Realizzare questo ultimo punto mi toglierebbe la paura al
sol pensiero di sapere mia figlia in un istituto a passare un giorno dopo l’altro
con lo sguardo perso nel vuoto e regredendo spaventosamente. Tutti i traguardi
raggiunti buttati nel cesso.
La persona autistica ha diritto a vivere una vita felice,
piena di molte attività, secondo una cadenza costante che tranquillizza. È
importante per mia figlia sapere che, dopo colazione, va al centro diurno e nel
pomeriggio ci sono corsi di lingua straniera, di musica o semplicemente
incontri con gli amici secondo un planning, ben stampato nella sua testa, dal
lunedì alla domenica. Tutto questo ha un costo in termini di tempo e denari. Non
faccio più il medico, o almeno sono l’unico medico con un solo assistito, e gli
altri sono finiti da tempo.
Il genitore che persegue la felicità del figlio vive legato
a doppio filo con il proprio amato carceriere oscillando in uno stato di
costante contraddizione di odio e amore, perché da un lato vorrebbe vivere una
vita diversa, ma la simbiosi è talmente radicata che la separazione
rappresenterebbe la morte per entrambi. È forse questo che qualche genitore si
augura, sperando che il Padreterno lo renda possibile come ultimo, meritato
dono di una vita di totale e incondizionata dedizione. Altri lo hanno fatto
direttamente.
In Italia ci sono 600mila famiglie coinvolte nell’autismo e,
nonostante il grande numero, siamo ancora lontani anni luce da una vera
inclusione perché manca lo spirito di corpo, quello stesso che anima gruppi di
persone unite da ideali politici, religiosi, di categoria, di genere perché il
peggior nemico di un genitore con figlio autistico è un altro genitore con lo
stesso problema, che invidia i figli autistici degli altri, così come spesso
capita nelle situazioni più normali, usando la frase universale “Ma il tuo caso
non è poi così grave!”
Bisogna avere fortuna nella vita e questo è tanto più valido
per una persona autistica. Quello che sembra un miracolo, il caso lieve, l’autismo
non autismo, è il risultato dell’impegno di un genitore. Sì, talvolta il
nemico, la pesante zavorra, colui che rema contro, è dentro la stessa famiglia.

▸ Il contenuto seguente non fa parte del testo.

//! Notifying the package manager that the manifest changed
//!
//! After a successful manifest write the external package manager has to
//! re-resolve. sdkpm only fires the request; it never waits for resolution
//! and a failed notification never undoes the write.

use crate::{Error, Result};
use std::path::PathBuf;
use std::process::{Command, Stdio};

/// Receives a request to re-resolve packages after a manifest write
pub trait ResolveNotifier {
    fn request_resolve(&self) -> Result<()>;
}

/// Does nothing; the package manager picks the change up on its own
#[derive(Debug, Clone, Copy, Default)]
pub struct NoopNotifier;

impl ResolveNotifier for NoopNotifier {
    fn request_resolve(&self) -> Result<()> {
        Ok(())
    }
}

/// Spawns a configured shell command and returns without waiting for it
#[derive(Debug, Clone)]
pub struct CommandNotifier {
    command: String,
    working_dir: PathBuf,
}

impl CommandNotifier {
    pub fn new<P: Into<PathBuf>>(command: impl Into<String>, working_dir: P) -> Self {
        Self {
            command: command.into(),
            working_dir: working_dir.into(),
        }
    }
}

impl ResolveNotifier for CommandNotifier {
    fn request_resolve(&self) -> Result<()> {
        let (shell, flag) = if cfg!(windows) {
            ("cmd", "/C")
        } else {
            ("sh", "-c")
        };

        Command::new(shell)
            .arg(flag)
            .arg(&self.command)
            .current_dir(&self.working_dir)
            .stdin(Stdio::null())
            .stdout(Stdio::null())
            .stderr(Stdio::null())
            .spawn()
            .map_err(|e| Error::Other(format!("failed to spawn '{}': {}", self.command, e)))?;

        tracing::debug!(command = %self.command, "requested package re-resolution");
        Ok(())
    }
}

#[cfg(test)]
mod tests {
    use super::*;

    #[test]
    fn test_noop_notifier() {
        assert!(NoopNotifier.request_resolve().is_ok());
    }

    #[test]
    fn test_command_notifier_missing_dir_fails() {
        let notifier = CommandNotifier::new("true", "/definitely/not/a/dir/sdkpm");
        assert!(notifier.request_resolve().is_err());
    }
}
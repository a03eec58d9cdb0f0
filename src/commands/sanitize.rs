//! Sanitize command - clean stale SDK entries out of the Android manifest

use anyhow::Result;
use sdkpm::{Project, SanitizeReport};
use std::path::Path;

fn print_changes(report: &SanitizeReport, verb: &str) {
    for (tag, name) in &report.removed {
        println!("  {} <{}> {}", verb, tag, name);
    }
    for name in &report.deduplicated {
        println!("  {} extra declarations of activity {}", verb, name);
    }
}

/// Print the cleanup that followed an uninstall
pub fn print_outcome(outcome: &std::result::Result<SanitizeReport, String>) {
    match outcome {
        Ok(report) if report.changed() => {
            print_changes(report, "✓ Removed");
            if let Some(backup) = &report.backup {
                println!("  Backup: {}", backup.display());
            }
        }
        Ok(_) => println!("  Nothing to clean"),
        Err(reason) => {
            println!("  ✗ Could not clean the Android manifest: {}", reason);
            println!("  Fix the file, then run: sdkpm sanitize");
        }
    }
}

pub fn run(project_dir: &Path, dry_run: bool) -> Result<()> {
    let project = Project::open(project_dir)?;
    let sanitizer = project.sanitizer();

    if !sanitizer.path().exists() {
        println!("No Android manifest at {}", sanitizer.path().display());
        return Ok(());
    }

    let manifest = project.manifest()?;

    let orphans = sanitizer.detect_orphaned_entries(&manifest)?;
    let duplicates = sanitizer.detect_duplicate_activities()?;

    if orphans.is_empty() && duplicates.is_empty() {
        println!("✓ Android manifest is clean");
        return Ok(());
    }

    println!("Found in {}:", sanitizer.path().display());
    for orphan in &orphans {
        println!(
            "  ✗ {} is not installed but still referenced: {}",
            orphan.sdk,
            orphan.patterns.join(", ")
        );
    }
    for duplicate in &duplicates {
        println!(
            "  ⚠ Activity {} declared {} times",
            duplicate.name, duplicate.count
        );
    }
    println!();

    if dry_run {
        let preview = sanitizer.preview(&manifest)?;
        println!("Would remove:");
        print_changes(&preview, "-");
        return Ok(());
    }

    let report = sanitizer.sanitize(&manifest)?;
    println!("Removed:");
    print_changes(&report, "✓");
    if let Some(backup) = &report.backup {
        println!();
        println!("Original saved to {}", backup.display());
    }

    Ok(())
}
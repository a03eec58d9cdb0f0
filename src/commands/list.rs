use anyhow::Result;
use sdkpm::{PackageManifest, Project};
use std::path::Path;

pub fn run(project_dir: &Path) -> Result<()> {
    let project = Project::open(project_dir)?;
    let mode = project.mode()?;

    let manifest = match project.manifest() {
        Ok(m) => m,
        Err(e) => {
            tracing::debug!(error = %e, "listing without a package manifest");
            println!("No package manifest at {}", project.package_manifest_path().display());
            println!();
            PackageManifest::new()
        }
    };

    match mode {
        Some(mode) => println!("Mode: {}", mode),
        None => println!("Mode: not set"),
    }
    println!();

    println!(
        "  {:<28} {:<40} {:<15} {:<9} Installed",
        "SDK", "Package", "Level", "Required"
    );
    for descriptor in project.registry().all() {
        let required = match mode {
            Some(mode) if descriptor.level.is_required_for(mode) => "yes",
            Some(mode) if descriptor.level.is_removed_in(mode) => "remove",
            Some(_) => "no",
            None => "-",
        };
        let installed = manifest.dependency(descriptor.package_id).unwrap_or("-");
        println!(
            "  {:<28} {:<40} {:<15} {:<9} {}",
            descriptor.display_name,
            descriptor.package_id,
            descriptor.level.label(),
            required,
            installed
        );
    }

    let installed = project
        .registry()
        .all()
        .filter(|d| manifest.is_installed(d.package_id))
        .count();
    println!();
    println!(
        "Total: {} of {} SDK{} installed",
        installed,
        project.registry().len(),
        if project.registry().len() == 1 { "" } else { "s" }
    );

    Ok(())
}
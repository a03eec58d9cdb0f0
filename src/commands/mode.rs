use anyhow::Result;
use sdkpm::{Mode, Project};
use std::path::Path;

pub fn run_show(project_dir: &Path) -> Result<()> {
    let project = Project::open(project_dir)?;

    match project.mode()? {
        Some(mode) => {
            let overridden = std::env::var("SDKPM_MODE")
                .map(|v| !v.is_empty())
                .unwrap_or(false);
            if overridden {
                println!("{} (from SDKPM_MODE)", mode);
            } else {
                println!("{}", mode);
            }
        }
        None => {
            println!("No mode selected");
            println!();
            println!("Pick one with: sdkpm mode set prototype|full");
        }
    }
    Ok(())
}

pub fn run_set(project_dir: &Path, mode: &str, verbose: bool) -> Result<()> {
    let mode: Mode = mode.parse()?;
    let mut project = Project::open(project_dir)?;

    println!("Switching to {} mode...", mode);
    println!();

    let report = project.set_mode(mode)?;

    if let Some(previous) = report.previous {
        if previous == mode {
            println!("  Mode was already {}; re-applying", mode);
        } else {
            println!("  {} → {}", previous, mode);
        }
    }
    match &report.runtime_config {
        Ok(true) => {
            println!("  ✓ Runtime config synced ({})", project.runtime_config_path().display());
        }
        Ok(false) => {}
        Err(reason) => println!("  ⚠ Runtime config not synced: {}", reason),
    }
    println!();

    println!("Install:");
    let install = super::install::print_report(&report.install);
    println!();
    println!("Uninstall:");
    let uninstall = super::install::print_report(&report.uninstall.removed);
    println!();

    if let Some(sanitize) = &report.uninstall.sanitize {
        println!("Android manifest:");
        super::sanitize::print_outcome(sanitize);
        println!();
    }

    println!("Validation:");
    super::doctor::print_report(&report.validation, verbose);

    install?;
    uninstall?;

    println!();
    println!("✓ Mode set to {}", mode);
    Ok(())
}

pub fn run_clear(project_dir: &Path) -> Result<()> {
    let mut project = Project::open(project_dir)?;
    project.clear_mode()?;
    println!("✓ Mode cleared");
    println!("  Installed SDKs were left as they are.");
    Ok(())
}
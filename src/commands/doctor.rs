//! Doctor command - run the pre-build checks
//!
//! Checks:
//! - SDK versions against the built-in minimums
//! - Installed SDKs against the build mode
//! - Scoped registry scopes
//! - Base SDKs required by installed modules
//! - Runtime config feature flags
//! - Android manifest leftovers
//!
//! Exits with status 1 when the report fails the gate, so CI can run
//! `sdkpm doctor` as a build step.

use anyhow::Result;
use sdkpm::{Project, ValidationReport, ValidationResult, ValidationStatus};
use std::path::Path;

const RESET: &str = "\x1b[0m";

pub fn symbol(status: ValidationStatus) -> &'static str {
    match status {
        ValidationStatus::Valid => "✓",
        ValidationStatus::Warning => "⚠",
        ValidationStatus::Error => "✗",
    }
}

pub fn color_code(status: ValidationStatus) -> &'static str {
    match status {
        ValidationStatus::Valid => "\x1b[32m",   // Green
        ValidationStatus::Warning => "\x1b[33m", // Yellow
        ValidationStatus::Error => "\x1b[31m",   // Red
    }
}

fn print_result(result: &ValidationResult, verbose: bool) {
    println!(
        "  {}{}{} {} - {}",
        color_code(result.status),
        symbol(result.status),
        RESET,
        result.category,
        result.message
    );
    if verbose {
        if let Some(ref hint) = result.hint {
            for line in hint.lines() {
                println!("      {}", line);
            }
        }
    }
}

/// Print every result followed by a one-line summary
pub fn print_report(report: &ValidationReport, verbose: bool) {
    for result in &report.results {
        print_result(result, verbose);
    }

    let ok_count = report.count(ValidationStatus::Valid);
    let warn_count = report.count(ValidationStatus::Warning);
    let error_count = report.count(ValidationStatus::Error);

    println!();
    println!(
        "Summary: {} passed, {} warning{}, {} error{}",
        ok_count,
        warn_count,
        if warn_count == 1 { "" } else { "s" },
        error_count,
        if error_count == 1 { "" } else { "s" }
    );

    if !verbose && (warn_count > 0 || error_count > 0) {
        println!("Run with --verbose to see how to fix each issue.");
    }
}

pub fn run(project_dir: &Path, verbose: bool, fix: bool, json: bool) -> Result<()> {
    let project = Project::open(project_dir)?;

    if !json {
        println!("sdkpm Doctor");
        println!("============");
        println!();
    }

    if fix {
        let outcome = apply_fixes(&project);
        if !json {
            if outcome.applied.is_empty() && outcome.failed.is_empty() {
                println!("Nothing to fix automatically.");
            }
            if !outcome.applied.is_empty() {
                println!("Applied fixes:");
                for description in &outcome.applied {
                    println!("  ✓ {}", description);
                }
            }
            if !outcome.failed.is_empty() {
                println!("Could not apply:");
                for description in &outcome.failed {
                    println!("  ✗ {}", description);
                }
            }
            println!();
        }
    }

    let gate = project.gate();

    if json {
        println!("{}", serde_json::to_string_pretty(&gate)?);
    } else {
        println!("Checking {}...", project.root().display());
        println!();
        print_report(&gate.report, verbose);
        println!();
        if gate.passed {
            println!("✓ Ready to build");
        } else if gate.report.has_errors() {
            println!("✗ Build would fail; fix the errors above first");
        } else {
            println!("✗ Warnings are treated as errors (validation.warnings_as_errors)");
        }
        if !fix && !gate.passed {
            println!("  Some issues can be repaired with: sdkpm doctor --fix");
        }
    }

    if !gate.passed {
        anyhow::bail!("pre-build checks failed");
    }
    Ok(())
}

/// Fixes that were applied and fixes that could not run
#[derive(Default)]
struct FixOutcome {
    applied: Vec<String>,
    failed: Vec<String>,
}

impl FixOutcome {
    fn failed(&mut self, what: &str, error: sdkpm::Error) {
        tracing::warn!(error = %error, "{} failed", what);
        self.failed.push(format!("{}: {}", what, error));
    }
}

/// Runtime config auto-fix, duplicate scope repair, Android manifest cleanup
///
/// A fix that fails is recorded and the rest still run, so the checks that
/// follow always see the project.
fn apply_fixes(project: &Project) -> FixOutcome {
    let mut outcome = FixOutcome::default();

    let manifest = match project.manifest() {
        Ok(manifest) => manifest,
        Err(e) => {
            outcome.failed("Reading the package manifest", e);
            return outcome;
        }
    };

    // Runtime config first: a manifest write can trigger a reload
    match project
        .mode()
        .and_then(|mode| project.fix_runtime_config(&manifest, mode))
    {
        Ok(true) => outcome.applied.push(format!(
            "Synced runtime config with installed SDKs ({})",
            project.runtime_config_path().display()
        )),
        Ok(false) => {}
        Err(e) => outcome.failed("Syncing the runtime config", e),
    }

    match project.repair_scope_conflicts() {
        Ok(repairs) => {
            for repair in repairs.into_iter().filter(|r| r.outcome.changed()) {
                outcome.applied.push(format!(
                    "Removed duplicate scope {} from {}",
                    repair.scope, repair.url
                ));
            }
        }
        Err(e) => outcome.failed("Repairing scoped registries", e),
    }

    match project.sanitizer().sanitize(&manifest) {
        Ok(report) => {
            for (tag, name) in &report.removed {
                outcome
                    .applied
                    .push(format!("Removed stale <{}> {} from the Android manifest", tag, name));
            }
            for name in &report.deduplicated {
                outcome
                    .applied
                    .push(format!("Removed duplicate activity declarations of {}", name));
            }
            if let Some(backup) = &report.backup {
                outcome
                    .applied
                    .push(format!("Backed up the Android manifest to {}", backup.display()));
            }
        }
        Err(e) => outcome.failed("Cleaning the Android manifest", e),
    }

    outcome
}
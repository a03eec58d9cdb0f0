use anyhow::Result;
use sdkpm::Config;
use std::path::Path;

pub fn run(project_dir: &Path, action: &crate::ConfigAction) -> Result<()> {
    use crate::ConfigAction;

    match action {
        ConfigAction::Show => show_config(project_dir),
        ConfigAction::Set { key, value } => set_config(project_dir, key, value),
    }
}

fn format_bool(value: bool) -> &'static str {
    if value {
        "enabled"
    } else {
        "disabled"
    }
}

fn exists_marker(path: &Path) -> &'static str {
    if path.exists() {
        "✓"
    } else {
        "✗"
    }
}

fn show_config(project_dir: &Path) -> Result<()> {
    let config = Config::load(project_dir)?;
    let config_path = Config::path_for(project_dir);

    println!("Config file: {}", config_path.display());
    if !config_path.exists() {
        println!("  (not created yet, showing defaults; run 'sdkpm init')");
    }
    println!();

    match config.mode {
        Some(mode) => println!("mode = {}", mode),
        None => println!("mode = <unset>"),
    }
    println!();

    println!("[paths]");
    let paths = [
        ("package_manifest", &config.paths.package_manifest, config.package_manifest_path(project_dir)),
        ("platform_manifest", &config.paths.platform_manifest, config.platform_manifest_path(project_dir)),
        ("runtime_config", &config.paths.runtime_config, config.runtime_config_path(project_dir)),
    ];
    for (key, value, resolved) in &paths {
        println!("  {} {:<18} = {}", exists_marker(resolved), key, value);
    }
    println!();

    println!("[resolve]");
    println!(
        "  command = {}",
        config.resolve.command.as_deref().unwrap_or("<none>")
    );
    println!();

    println!("[sanitizer]");
    println!("  backup = {}", format_bool(config.sanitizer.backup));
    println!();

    println!("[validation]");
    println!(
        "  warnings_as_errors = {}",
        format_bool(config.validation.warnings_as_errors)
    );

    Ok(())
}

fn parse_bool(value: &str) -> Result<bool> {
    value
        .parse::<bool>()
        .map_err(|_| anyhow::anyhow!("Invalid boolean value. Use 'true' or 'false'"))
}

fn set_config(project_dir: &Path, key: &str, value: &str) -> Result<()> {
    // Stored values only; SDKPM_MODE must not leak into the file
    let mut config = Config::load_stored(project_dir)?;

    match key {
        "mode" => {
            anyhow::bail!(
                "The mode is not a plain setting\n\nHint: use 'sdkpm mode set <prototype|full>' so SDKs are installed to match"
            );
        }
        "paths.package_manifest" => config.paths.package_manifest = value.to_string(),
        "paths.platform_manifest" => config.paths.platform_manifest = value.to_string(),
        "paths.runtime_config" => config.paths.runtime_config = value.to_string(),
        "resolve.command" => {
            config.resolve.command = if value.is_empty() {
                None
            } else {
                Some(value.to_string())
            };
        }
        "sanitizer.backup" => config.sanitizer.backup = parse_bool(value)?,
        "validation.warnings_as_errors" => config.validation.warnings_as_errors = parse_bool(value)?,
        _ => {
            println!("Unknown key: {}", key);
            println!();
            println!("Available keys:");
            println!("  • paths.package_manifest");
            println!("  • paths.platform_manifest");
            println!("  • paths.runtime_config");
            println!("  • resolve.command");
            println!("  • sanitizer.backup");
            println!("  • validation.warnings_as_errors");
            println!();
            anyhow::bail!("Invalid configuration key");
        }
    }

    config.save(project_dir)?;
    println!("✓ {} = {}", key, if value.is_empty() { "<cleared>" } else { value });
    Ok(())
}
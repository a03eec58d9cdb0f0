//! sdkpm - keeps third-party mobile SDK dependencies consistent with the build mode
//!
//! A game project switches between a lightweight *prototype* build and a
//! *full* production build, and each mode needs a different set of vendor
//! SDKs. sdkpm owns that decision:
//!
//! - a static table of supported SDKs and when each one is required
//! - idempotent edits of the package manager's `Packages/manifest.json`
//! - a pre-build validator that cross-checks the manifest, the runtime
//!   config and the Android manifest for drift
//! - cleanup of Android manifest entries left behind by removed SDKs
//!
//! It does not fetch packages or resolve transitive dependencies; the
//! external package manager does that after sdkpm edits the manifest.
//!
//! # Examples
//!
//! ```no_run
//! use sdkpm::{Mode, Project};
//!
//! # fn main() -> Result<(), Box<dyn std::error::Error>> {
//! let mut project = Project::open(".")?;
//! let report = project.set_mode(Mode::Full)?;
//! println!("install changed manifest: {}", report.install.changed());
//!
//! let gate = project.gate();
//! if !gate.passed {
//!     std::process::exit(1);
//! }
//! # Ok(())
//! # }
//! ```
//!
//! # Modules
//!
//! - [`registry`] - Built-in SDK table and requirement levels
//! - [`manifest`] - Package manifest document and the single-write mutator
//! - [`installer`] - Install / uninstall plans for a mode
//! - [`validator`] - Pre-build checks and runtime config auto-fix
//! - [`platform`] - Android manifest orphan and duplicate cleanup
//! - [`version`] - Lenient version and git tag comparison
//! - [`project`] - Everything above wired to one project directory
//! - [`config`] - `.sdkpm/config.toml`
//! - [`error`] - Error types and result handling

pub mod config;
pub mod error;
pub mod installer;
pub mod manifest;
pub mod mode;
pub mod notify;
pub mod platform;
pub mod probe;
pub mod project;
pub mod registry;
pub mod runtime_config;
pub mod validator;
pub mod version;

pub use config::{Config, ConfigModeStore};
pub use error::{Error, Result};
pub use installer::{InstallReport, InstallStep, Installer, StepResult};
pub use manifest::{Dependencies, ManifestMutator, MutationOutcome, PackageManifest, ScopedRegistry};
pub use mode::{MemoryModeStore, Mode, ModeStore};
pub use notify::{CommandNotifier, NoopNotifier, ResolveNotifier};
pub use platform::{
    DuplicateActivity, OrphanedEntry, PlatformManifest, PlatformManifestSanitizer, SanitizeReport,
};
pub use probe::{AssemblyScanProbe, CapabilityProbe, NullProbe};
pub use project::{GateResult, ModeSwitchReport, Project, ScopeRepair, UninstallReport};
pub use registry::{
    RequirementLevel, SdkDescriptor, SdkId, SdkRegistry, SHARED_REGISTRY_NAME, SHARED_REGISTRY_URL,
};
pub use runtime_config::{FeatureFlag, RuntimeConfig};
pub use validator::{
    auto_fix, BuildValidator, ValidationCategory, ValidationReport, ValidationResult,
    ValidationSnapshot, ValidationStatus,
};
pub use version::{compare_versions, satisfies_minimum};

Per alcuni è più semplice lasciare che le cose vadano per il loro corso,
piuttosto che impegnarsi a rendere il bambino autistico, un adulto autonomo e
felice. Perché buttare tempo e soldi? Fortunatamente la zavorra si può lanciare
fuori dal carro per non rallentare la corsa. Perché non c’è poi così tanto
tempo e il tramonto è vicino.
Il libro è anche una vera e propria denuncia ai
millantatori, a coloro che sfruttano la disperazione dei genitori, quel loro pazzo
tentativo di “normalizzare” il figlio, per proporre terapie senza alcuna
evidenza scientifica che rubano tempo ad un’efficace opera di crescita e autonomia.
Non si guarisce dall’autismo e questo deve essere detto, sottolineato e, se
necessario, tatuato sulla pelle dei genitori che inseguono false speranze,
sprecando tempo prezioso per il loro figlio. Considero assolutamente scellerato
un comportamento di questo tipo perché nessuno deve essere lasciato indietro.
Non so se riuscirò a realizzare insieme a Gianluca il progetto
di Insettopia, che solo visioni ottuse considerano un ghetto. È sempre politically
correct etichettare qualcosa che sia a misura dell’altro, una forma di
segregazione ma la vita di una persona autistica e della sua famiglia è una
vita ai margini della società. Sfido chiunque ad affermare il contrario. La
scarsa considerazione di un problema così grande e vasto sta anche nella
facilità con la quale si può usare la parola autistico per dare dello sciocco e
contemporaneamente sentirsi offeso dall’essere pubblicamente svergognato.
È un lavoro lungo da fare sui genitori perché non si sentano
soli e prendano forza e coraggio. Ciò che si chiede non è un privilegio ma un
diritto perché l’autistico è una persona, non una malattia. Insettopia sarà realizzabile
grazie alla follia di quelle persone a cui piace giocare con le visioni, con
sguardi laterali e sventatezze ardite.